1. The IR lifecycle as a state machine

The NIST SP 800-61 lifecycle — preparation, detection and analysis, containment/eradication/recovery, post-incident — is not a waterfall. It is a loop with back-edges, and treating it as a state machine is what keeps a response disciplined under pressure.

Phase	Goal	Exit criterion
Preparation	Tooling, access, runbooks, retainers exist	Tabletop passed in the last quarter
Detection & analysis	Confirm true positive, set severity	Incident declared with scope and owner
Containment	Stop spread; preserve evidence	Blast radius bounded; artifacts acquired
Eradication	Remove adversary access and persistence	No live attacker access; root cause known
Recovery	Restore service; monitor for re-entry	Service healthy; heightened monitoring on
Post-incident	Learn; close readiness gaps	Action items tracked to closure

The single most expensive mistake is collapsing containment and eradication.
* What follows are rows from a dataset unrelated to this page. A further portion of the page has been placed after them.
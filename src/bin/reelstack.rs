use std::path::{Path, PathBuf};

use anyhow::Context as _;
use clap::{Parser, Subcommand};
use tracing_subscriber::{EnvFilter, layer::SubscriberExt as _, util::SubscriberInitExt as _};

use reelstack::{
    ClipLibraryMotionSource, Collaborators, CommandImageRenderer, CommandMetadataService,
    CommandNarrator, Generator, GeneratorConfig, JsonDirContentStore, MediaAsset, PadOptions,
    RunOutcome, ScrollParams, UsageLedger,
};

#[derive(Parser, Debug)]
#[command(name = "reelstack", version)]
#[command(about = "Generate narrated vertical videos from text posts")]
struct Cli {
    /// Generator config JSON (defaults to ./reelstack.json when present).
    #[arg(long, global = true)]
    config: Option<PathBuf>,

    #[command(subcommand)]
    cmd: Command,
}

#[derive(Subcommand, Debug)]
enum Command {
    /// Generate videos in a loop until interrupted.
    Run {
        /// Stop after this many runs.
        #[arg(long)]
        max_runs: Option<u64>,
        /// Seed content selection.
        #[arg(long)]
        seed: Option<u64>,
    },
    /// Generate a single video.
    Once {
        /// Seed content selection.
        #[arg(long)]
        seed: Option<u64>,
    },
    /// Print what ffprobe reports for a media file.
    Probe {
        /// Media file.
        path: PathBuf,
    },
    /// Turn a tall image into a scrolling video.
    Scroll {
        /// Source image.
        #[arg(long)]
        image: PathBuf,
        /// Duration in seconds.
        #[arg(long)]
        duration: f64,
        /// Viewport height in pixels.
        #[arg(long)]
        height: u32,
        /// Output MP4.
        #[arg(long)]
        out: PathBuf,
    },
    /// Stack two videos vertically.
    Stack {
        /// Top video.
        #[arg(long)]
        top: PathBuf,
        /// Bottom video.
        #[arg(long)]
        bottom: PathBuf,
        /// Output MP4.
        #[arg(long)]
        out: PathBuf,
    },
    /// Centre a video on a blurred copy of another.
    Pad {
        /// Foreground video; its size, duration and audio are kept.
        #[arg(long)]
        foreground: PathBuf,
        /// Background source video of the same duration.
        #[arg(long)]
        background: PathBuf,
        /// Output MP4.
        #[arg(long)]
        out: PathBuf,
        /// Blur kernel size in pixels.
        #[arg(long)]
        blur: Option<u32>,
        /// Margin removed from each side of the foreground.
        #[arg(long)]
        margin: Option<u32>,
    },
    /// Replace a video's audio with a narration track, trimmed to the picture.
    Sync {
        /// Video.
        #[arg(long)]
        video: PathBuf,
        /// Narration audio.
        #[arg(long)]
        audio: PathBuf,
        /// Output MP4.
        #[arg(long)]
        out: PathBuf,
    },
    /// Inspect or edit the usage ledger.
    Ledger {
        #[command(subcommand)]
        action: LedgerAction,
    },
}

#[derive(Subcommand, Debug)]
enum LedgerAction {
    /// Exit 0 when the id is recorded, 1 otherwise.
    Check {
        /// Content identifier.
        id: String,
    },
    /// Record an id as used.
    Add {
        /// Content identifier.
        id: String,
    },
    /// Print every recorded id.
    List,
}

fn main() -> anyhow::Result<()> {
    tracing_subscriber::registry()
        .with(EnvFilter::try_from_default_env().unwrap_or_else(|_| EnvFilter::new("info")))
        .with(tracing_subscriber::fmt::layer().with_writer(std::io::stderr))
        .init();

    let cli = Cli::parse();
    let config = load_config(cli.config.as_deref())?;
    match cli.cmd {
        Command::Run { max_runs, seed } => cmd_run(config, max_runs, seed),
        Command::Once { seed } => cmd_once(config, seed),
        Command::Probe { path } => cmd_probe(&path),
        Command::Scroll {
            image,
            duration,
            height,
            out,
        } => {
            let params = ScrollParams {
                fps: config.frame_rate()?,
                ..ScrollParams::new(duration, height)
            };
            report(reelstack::render_scroll(&image, &params, &out)?)
        }
        Command::Stack { top, bottom, out } => {
            report(reelstack::stack_vertically(&top, &bottom, &out)?)
        }
        Command::Pad {
            foreground,
            background,
            out,
            blur,
            margin,
        } => {
            let opts = PadOptions {
                blur_kernel: blur.unwrap_or(config.pad.blur_kernel),
                margin_px: margin.unwrap_or(config.pad.margin_px),
                ..config.pad
            };
            report(reelstack::composite_with_background(
                &foreground,
                &background,
                &opts,
                &out,
            )?)
        }
        Command::Sync { video, audio, out } => report(reelstack::sync_audio(&video, &audio, &out)?),
        Command::Ledger { action } => cmd_ledger(&config, action),
    }
}

fn load_config(path: Option<&Path>) -> anyhow::Result<GeneratorConfig> {
    let cfg = match path {
        Some(p) => GeneratorConfig::load(p)?,
        None => {
            let default_path = Path::new("reelstack.json");
            if default_path.is_file() {
                GeneratorConfig::load(default_path)?
            } else {
                GeneratorConfig::default()
            }
        }
    };
    Ok(cfg)
}

fn build_generator(config: GeneratorConfig, seed: Option<u64>) -> anyhow::Result<Generator> {
    let commands = &config.commands;
    let renderer = commands
        .render_image
        .clone()
        .context("config is missing commands.render_image")?;
    let narrator = commands
        .narrate
        .clone()
        .context("config is missing commands.narrate")?;
    let metadata = commands
        .metadata
        .clone()
        .context("config is missing commands.metadata")?;

    let collab = Collaborators {
        content: Box::new(JsonDirContentStore::new(&config.content_dir)),
        renderer: Box::new(CommandImageRenderer::new(renderer)),
        narrator: Box::new(CommandNarrator::new(narrator)),
        motion: Box::new(match seed {
            Some(s) => ClipLibraryMotionSource::with_seed(&config.clip_dir, s),
            None => ClipLibraryMotionSource::new(&config.clip_dir),
        }),
        metadata: Box::new(CommandMetadataService::new(metadata)),
    };
    let generator = Generator::new(config, collab)?;
    Ok(match seed {
        Some(s) => generator.with_seed(s),
        None => generator,
    })
}

fn cmd_run(config: GeneratorConfig, max_runs: Option<u64>, seed: Option<u64>) -> anyhow::Result<()> {
    anyhow::ensure!(
        reelstack::ffmpeg_available(),
        "ffmpeg and ffprobe must be on PATH"
    );
    let mut generator = build_generator(config, seed)?;
    let stats = generator.run_loop(max_runs);
    eprintln!(
        "runs: {} attempted, {} succeeded, {} failed",
        stats.attempted, stats.succeeded, stats.failed
    );
    Ok(())
}

fn cmd_once(config: GeneratorConfig, seed: Option<u64>) -> anyhow::Result<()> {
    anyhow::ensure!(
        reelstack::ffmpeg_available(),
        "ffmpeg and ffprobe must be on PATH"
    );
    let mut generator = build_generator(config, seed)?;
    match generator.run_once() {
        RunOutcome::Success { output, content_id } => {
            eprintln!("wrote {} from {content_id}", output.display());
            Ok(())
        }
        RunOutcome::Aborted { stage, error } => {
            Err(anyhow::Error::new(error).context(format!("run aborted at {stage}")))
        }
    }
}

fn cmd_probe(path: &Path) -> anyhow::Result<()> {
    let info = reelstack::probe(path)?;
    println!("path:     {}", path.display());
    println!("size:     {}x{}", info.width, info.height);
    println!("duration: {:.3}s", info.duration_secs);
    match info.fps {
        Some(fps) => println!("fps:      {fps} ({:.3})", fps.as_f64()),
        None => println!("fps:      -"),
    }
    println!("audio:    {}", if info.has_audio { "yes" } else { "no" });
    Ok(())
}

fn cmd_ledger(config: &GeneratorConfig, action: LedgerAction) -> anyhow::Result<()> {
    let ledger = UsageLedger::open(&config.ledger_path)?;
    match action {
        LedgerAction::Check { id } => {
            if ledger.contains(&id)? {
                println!("used");
                Ok(())
            } else {
                println!("unused");
                std::process::exit(1);
            }
        }
        LedgerAction::Add { id } => {
            if ledger.claim(&id)? {
                eprintln!("recorded {id}");
            } else {
                eprintln!("{id} was already recorded");
            }
            Ok(())
        }
        LedgerAction::List => {
            let mut entries: Vec<_> = ledger.entries()?.into_iter().collect();
            entries.sort();
            for id in entries {
                println!("{id}");
            }
            Ok(())
        }
    }
}

fn report(asset: MediaAsset) -> anyhow::Result<()> {
    eprintln!(
        "wrote {} ({}x{}, {:.3}s)",
        asset.path.display(),
        asset.info.width,
        asset.info.height,
        asset.info.duration_secs
    );
    Ok(())
}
If you rebuild the host before you snapshot it, you have destroyed the evidence that tells you how they got in — and you will see them again next week through the same unpatched door.

The back-edges matter: eradication routinely sends you back to analysis when a new persistence mechanism surfaces, and recovery sends you back to containment when monitoring shows re-entry. Build the runbooks to support that, not a linear checklist.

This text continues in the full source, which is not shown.